> PROBLEM TO WORK ON:
Starting with the line that contains "let mut record" and stopping after the line that contains "let mut hash = FNV_OFFSET;", copy the entries below exactly. Include nothing else.

INFORMATION SUPPLIED Start Marker

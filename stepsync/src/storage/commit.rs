//! Write-ahead commit record.
//!
//! One record per committed transaction, holding everything needed to
//! redo it: the new snapshot and the appended steps.
//!
//! ```text
//! ┌──────────────┬─────────────┬───────────┬──────────────┬─────────────┬──────────┐
//! │ base_version │ new_version │ client_id │ snapshot     │ steps       │ checksum │
//! │ u64          │ u64         │ string    │ JSON bytes   │ [StoredStep]│ u32      │
//! └──────────────┴─────────────┴───────────┴──────────────┴─────────────┴──────────┘
//! ```
//!
//! The envelope is bincode; opaque payloads are stored as JSON bytes since
//! `serde_json::Value` needs a self-describing format to deserialize.

use serde::{Deserialize, Serialize};
use serde_json::Value;

use super::StoreError;
use crate::document::{Document, StepRecord};

const FNV_OFFSET: u32 = 0x811c_9dc5;
const FNV_PRIME: u32 = 0x0100_0193;

fn fnv_mix(mut hash: u32, bytes: &[u8]) -> u32 {
    for byte in bytes {
        hash ^= *byte as u32;
        hash = hash.wrapping_mul(FNV_PRIME);
    }
    hash
}

/// A step record in its at-rest form.
#[derive(Debug, Clone, PartialEq, Serialize, Deserialize)]
pub struct StoredStep {
    pub version: u64,
    pub client_id: String,
    /// JSON-encoded step payload
    pub step: Vec<u8>,
}

impl StoredStep {
    pub fn from_record(record: &StepRecord) -> Result<Self, StoreError> {
        let step = serde_json::to_vec(&record.step)
            .map_err(|e| StoreError::Serialization(e.to_string()))?;
        Ok(Self {
            version: record.version,
            client_id: record.client_id.clone(),
            step,
        })
    }

    pub fn to_record(&self) -> Result<StepRecord, StoreError> {
        let step: Value = serde_json::from_slice(&self.step)
            .map_err(|e| StoreError::Deserialization(e.to_string()))?;
        Ok(StepRecord::new(step, self.version, self.client_id.clone()))
    }

    pub fn encode(&self) -> Result<Vec<u8>, StoreError> {
        bincode::serde::encode_to_vec(self, bincode::config::standard())
            .map_err(|e| StoreError::Serialization(e.to_string()))
    }

    pub fn decode(bytes: &[u8]) -> Result<Self, StoreError> {
        let (step, _) = bincode::serde::decode_from_slice(bytes, bincode::config::standard())
            .map_err(|e| StoreError::Deserialization(e.to_string()))?;
        Ok(step)
    }
}

/// The single atomic unit of a commit.
#[derive(Debug, Clone, PartialEq, Serialize, Deserialize)]
pub struct CommitRecord {
    pub base_version: u64,
    pub new_version: u64,
    pub client_id: String,
    /// JSON-encoded document content at `new_version`
    pub snapshot: Vec<u8>,
    pub steps: Vec<StoredStep>,
    pub checksum: u32,
}

impl CommitRecord {
    /// Build a record for `steps` applied on top of `base_version`,
    /// producing `content`.
    pub fn new(
        base_version: u64,
        client_id: impl Into<String>,
        content: &Value,
        steps: &[StepRecord],
    ) -> Result<Self, StoreError> {
        let snapshot =
            serde_json::to_vec(content).map_err(|e| StoreError::Serialization(e.to_string()))?;
        let steps = steps
            .iter()
            .map(StoredStep::from_record)
            .collect::<Result<Vec<_>, _>>()?;

        let mut record = Self {
            base_version,
            new_version: base_version + steps.len() as u64,
            client_id: client_id.into(),
            snapshot,
            steps,
            checksum: 0,
        };
        record.checksum = record.compute_checksum();
        Ok(record)
    }

    /// FNV-1a over every field except the checksum itself.
    fn compute_checksum(&self) -> u32 {
        let mut hash = FNV_OFFSET;
        hash = fnv_mix(hash, &self.base_version.to_le_bytes());
        hash = fnv_mix(hash, &self.new_version.to_le_bytes());
        hash = fnv_mix(hash, self.client_id.as_bytes());
        hash = fnv_mix(hash, &self.snapshot);
        for step in &self.steps {
            hash = fnv_mix(hash, &step.version.to_le_bytes());
            hash = fnv_mix(hash, step.client_id.as_bytes());
            hash = fnv_mix(hash, &step.step);
        }
        hash
    }

    pub fn verify(&self) -> bool {
        self.checksum == self.compute_checksum()
    }

    pub fn encode(&self) -> Result<Vec<u8>, StoreError> {
        bincode::serde::encode_to_vec(self, bincode::config::standard())
            .map_err(|e| StoreError::Serialization(e.to_string()))
    }

    /// Decode and verify.
    pub fn decode(bytes: &[u8]) -> Result<Self, StoreError> {
        let (record, _): (Self, _) =
            bincode::serde::decode_from_slice(bytes, bincode::config::standard())
                .map_err(|e| StoreError::Deserialization(e.to_string()))?;
        if !record.verify() {
            return Err(StoreError::ChecksumMismatch {
                version: record.new_version,
            });
        }
        Ok(record)
    }

    /// The snapshot this record commits.
    pub fn document(&self) -> Result<Document, StoreError> {
        let content: Value = serde_json::from_slice(&self.snapshot)
            .map_err(|e| StoreError::Deserialization(e.to_string()))?;
        Ok(Document {
            version: self.new_version,
            content,
        })
    }

    /// The step records this record appends.
    pub fn step_records(&self) -> Result<Vec<StepRecord>, StoreError> {
        self.steps.iter().map(StoredStep::to_record).collect()
    }
}
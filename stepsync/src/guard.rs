//! Process-wide transaction guard with lease expiry.
//!
//! At most one synchronization transaction holds the guard at a time.
//! Acquisition never blocks: callers get a [`GuardLease`] or nothing.
//!
//! ```text
//!   try_acquire ──► free?      ──yes──► lease(gen N)
//!                    │ no
//!                    ▼
//!               lease older than timeout? ──yes──► reclaim, lease(gen N+1)
//!                    │ no
//!                    ▼
//!                  None (Busy)
//! ```
//!
//! The lease is released when dropped, so every exit path of the critical
//! section (early return, error, panic unwind) frees it. A holder that hangs
//! past `lease_timeout` loses the lease to the next caller; its generation
//! goes stale and its eventual release is a no-op.

use parking_lot::{Condvar, Mutex};
use std::sync::Arc;
use std::time::{Duration, Instant};

/// Default lease timeout.
pub const DEFAULT_LEASE_TIMEOUT: Duration = Duration::from_secs(5);

#[derive(Debug)]
struct Holder {
    generation: u64,
    acquired_at: Instant,
}

#[derive(Debug, Default)]
struct GuardState {
    holder: Option<Holder>,
    next_generation: u64,
    reclaimed: u64,
}

#[derive(Debug, Default)]
struct Shared {
    state: Mutex<GuardState>,
    /// Signalled whenever the current holder lets go
    released: Condvar,
}

/// The guard. Cheap to clone; clones share state.
#[derive(Debug, Clone)]
pub struct Guard {
    shared: Arc<Shared>,
    lease_timeout: Duration,
}

impl Guard {
    pub fn new(lease_timeout: Duration) -> Self {
        Self {
            shared: Arc::new(Shared::default()),
            lease_timeout,
        }
    }

    /// Non-blocking exclusive acquisition.
    pub fn try_acquire(&self) -> Option<GuardLease> {
        let mut state = self.shared.state.lock();

        if let Some(holder) = &state.holder {
            let held_for = holder.acquired_at.elapsed();
            if held_for < self.lease_timeout {
                return None;
            }
            log::warn!(
                "Guard lease {} expired after {:?}, reclaiming",
                holder.generation,
                held_for
            );
            state.reclaimed += 1;
        }

        let generation = state.next_generation;
        state.next_generation += 1;
        state.holder = Some(Holder {
            generation,
            acquired_at: Instant::now(),
        });

        Some(GuardLease {
            shared: self.shared.clone(),
            generation,
            released: false,
        })
    }

    /// Whether some lease is currently outstanding (expired or not).
    pub fn is_held(&self) -> bool {
        self.shared.state.lock().holder.is_some()
    }

    /// Block until no lease is outstanding or `max_wait` elapses.
    ///
    /// Returns true if the guard was observed free. An expired lease still
    /// counts as outstanding here; `try_acquire` is what reclaims it.
    pub fn wait_free(&self, max_wait: Duration) -> bool {
        let deadline = Instant::now() + max_wait;
        let mut state = self.shared.state.lock();
        while state.holder.is_some() {
            if self
                .shared
                .released
                .wait_until(&mut state, deadline)
                .timed_out()
            {
                return state.holder.is_none();
            }
        }
        true
    }

    /// Number of leases reclaimed after expiry.
    pub fn reclaimed_count(&self) -> u64 {
        self.shared.state.lock().reclaimed
    }

    pub fn lease_timeout(&self) -> Duration {
        self.lease_timeout
    }
}

impl Default for Guard {
    fn default() -> Self {
        Self::new(DEFAULT_LEASE_TIMEOUT)
    }
}

/// Proof of guard ownership. Released on drop.
#[derive(Debug)]
pub struct GuardLease {
    shared: Arc<Shared>,
    generation: u64,
    released: bool,
}

impl GuardLease {
    pub fn generation(&self) -> u64 {
        self.generation
    }

    /// False once the lease has expired and been reclaimed by someone else.
    pub fn is_current(&self) -> bool {
        matches!(&self.shared.state.lock().holder, Some(h) if h.generation == self.generation)
    }

    /// Release explicitly. Equivalent to dropping the lease.
    pub fn release(mut self) {
        self.release_inner();
    }

    fn release_inner(&mut self) {
        if self.released {
            return;
        }
        self.released = true;

        let mut state = self.shared.state.lock();
        let owns = matches!(&state.holder, Some(h) if h.generation == self.generation);
        if owns {
            state.holder = None;
            self.shared.released.notify_all();
        } else {
            log::debug!("Stale guard lease {} released (no-op)", self.generation);
        }
    }
}

impl Drop for GuardLease {
    fn drop(&mut self) {
        self.release_inner();
    }
}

INFORMATION SUPPLIED End Marker

> WRITTEN REPLY:
        let mut record = Self {
            base_version,
            new_version: base_version + steps.len() as u64,
            client_id: client_id.into(),
            snapshot,
            steps,
            checksum: 0,
        };
        record.checksum = record.compute_checksum();
        Ok(record)
    }

    /// FNV-1a over every field except the checksum itself.
    fn compute_checksum(&self) -> u32 {
        let mut hash = FNV_OFFSET;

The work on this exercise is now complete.